By Devika Krishna Kumar

NEW YORK (Reuters) – Oil prices fell for a second day on Friday, retreating further from recent highs as Texas energy companies began preparations to restart oil and gas fields shuttered by freezing weather.

Brent crude futures were down 33 cents, or 0.5%, at $63.60 a barrel by 11:06 a.m. (1606 GMT) U.S. West Texas Intermediate (WTI) crude futures fell 60 cents, or 1%, to $59.92.

This week, both benchmarks had climbed to the highest in more than a year.

“Price pullback thus far appears corrective and is slight within the context of this month’s major upside price acceleration,” said Jim Ritterbusch, president of Ritterbusch and Associates.

Unusually cold weather in Texas and the Plains states curtailed up to 4 million barrels per day (bpd) of crude production and 21 billion cubic feet of natural gas, analysts estimated.

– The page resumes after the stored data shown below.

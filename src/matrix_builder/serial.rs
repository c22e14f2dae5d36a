use super::calc_row;
use crate::upgma::MatrixSource;
use num_traits::Float;
use std::ops::Range;

// Unused when the rayon calculator is compiled in
#[cfg_attr(feature = "parallel", allow(dead_code))]
pub(crate) struct RowCalculator<'a, T> {
    source: &'a MatrixSource<'a, T>,
    undefined: T,
}

#[cfg_attr(feature = "parallel", allow(dead_code))]
impl<'a, T: Float> RowCalculator<'a, T> {
    pub(crate) fn new(source: &'a MatrixSource<'a, T>, undefined: T) -> Self {
        Self { source, undefined }
    }

    pub(crate) fn calc_rows(&self, rows: Range<usize>) -> Vec<(usize, Vec<T>)> {
        rows.map(|i| (i, calc_row(self.source, i, self.undefined)))
            .collect()
    }
}
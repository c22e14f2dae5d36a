use crate::UpgmaError;
use num_traits::Float;

/// A symmetric distance matrix indexed by cluster id. Only the strictly lower triangle is stored,
/// so `D[i][j] == D[j][i]` holds by construction: row `i` holds the distances from cluster `i`
/// to every cluster with a lower id.
///
/// The id space grows by one row per merge, from `n` leaves up to `2n - 1` clusters. Rows of
/// clusters that have been merged away are released and can no longer be read.
#[derive(Debug, Clone, PartialEq)]
pub struct DistanceMatrix<T> {
    rows: Vec<Vec<T>>,
    retired: Vec<bool>,
}

impl<T: Float> DistanceMatrix<T> {
    pub(crate) fn from_lower_rows(rows: Vec<Vec<T>>) -> Result<Self, UpgmaError> {
        if let Some((i, row)) = rows.iter().enumerate().find(|(i, row)| row.len() != *i) {
            return Err(UpgmaError::WrongDimension(format!(
                "Row {i} of the lower triangle should hold {i} distances, not {}",
                row.len()
            )));
        }
        let retired = vec![false; rows.len()];
        Ok(DistanceMatrix { rows, retired })
    }

    /// The number of cluster ids allocated so far, merged ones included.
    pub fn len(&self) -> usize {
        self.rows.len()
    }

    pub fn is_empty(&self) -> bool {
        self.rows.is_empty()
    }

    /// The distance between clusters `a` and `b`, or `None` if either is out of range or has
    /// been merged away.
    pub fn get(&self, a: usize, b: usize) -> Option<T> {
        if a >= self.len() || b >= self.len() || self.retired[a] || self.retired[b] {
            return None;
        }
        Some(self.distance(a, b))
    }

    pub(crate) fn distance(&self, a: usize, b: usize) -> T {
        match a.cmp(&b) {
            std::cmp::Ordering::Equal => T::zero(),
            std::cmp::Ordering::Greater => self.rows[a][b],
            std::cmp::Ordering::Less => self.rows[b][a],
        }
    }

    /// Appends the row of a new cluster, which takes the next id.
    pub(crate) fn push_row(&mut self, row: Vec<T>) -> usize {
        debug_assert_eq!(row.len(), self.rows.len());
        self.rows.push(row);
        self.retired.push(false);
        self.rows.len() - 1
    }

    /// Releases the row of a cluster that has been merged into another.
    pub(crate) fn retire(&mut self, id: usize) {
        self.rows[id] = Vec::new();
        self.retired[id] = true;
    }
}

Texas refiners halted about a fifth of the nation’s oil processing amid power outages and severe cold.

Companies were expected to prepare for production restarts on Friday as electric power and water services slowly resume, sources said.

“While much of the selling relates to a gradual resumption of power in the Gulf coast region ahead of a significant temperature warmup, the magnitude of this week’s loss of supply may require further discounting given much uncertainty regarding the extent and possible duration of lost output,” Ritterbusch said.

Oil fell despite a surprise drop in U.S. crude stockpiles in the week to Feb. 12, before the big freeze. Inventories fell by 7.3 million barrels to 461.8 million barrels, their lowest since March, the Energy Information Administration reported on Thursday. [EIA/S]

The United States on Thursday said it was ready to talk to Iran about returning to a 2015 agreement that aimed to prevent Tehran from acquiring nuclear weapons. Still, analysts did not expect near-term reversal of sanctions on Iran that were imposed by the previous U.S. administration.

“This breakthrough increases the probability that we may see Iran returning to the oil market soon, although there is much to be discussed and a new deal will not be a carbon-copy of the 2015 nuclear deal,” said StoneX analyst Kevin Solomon.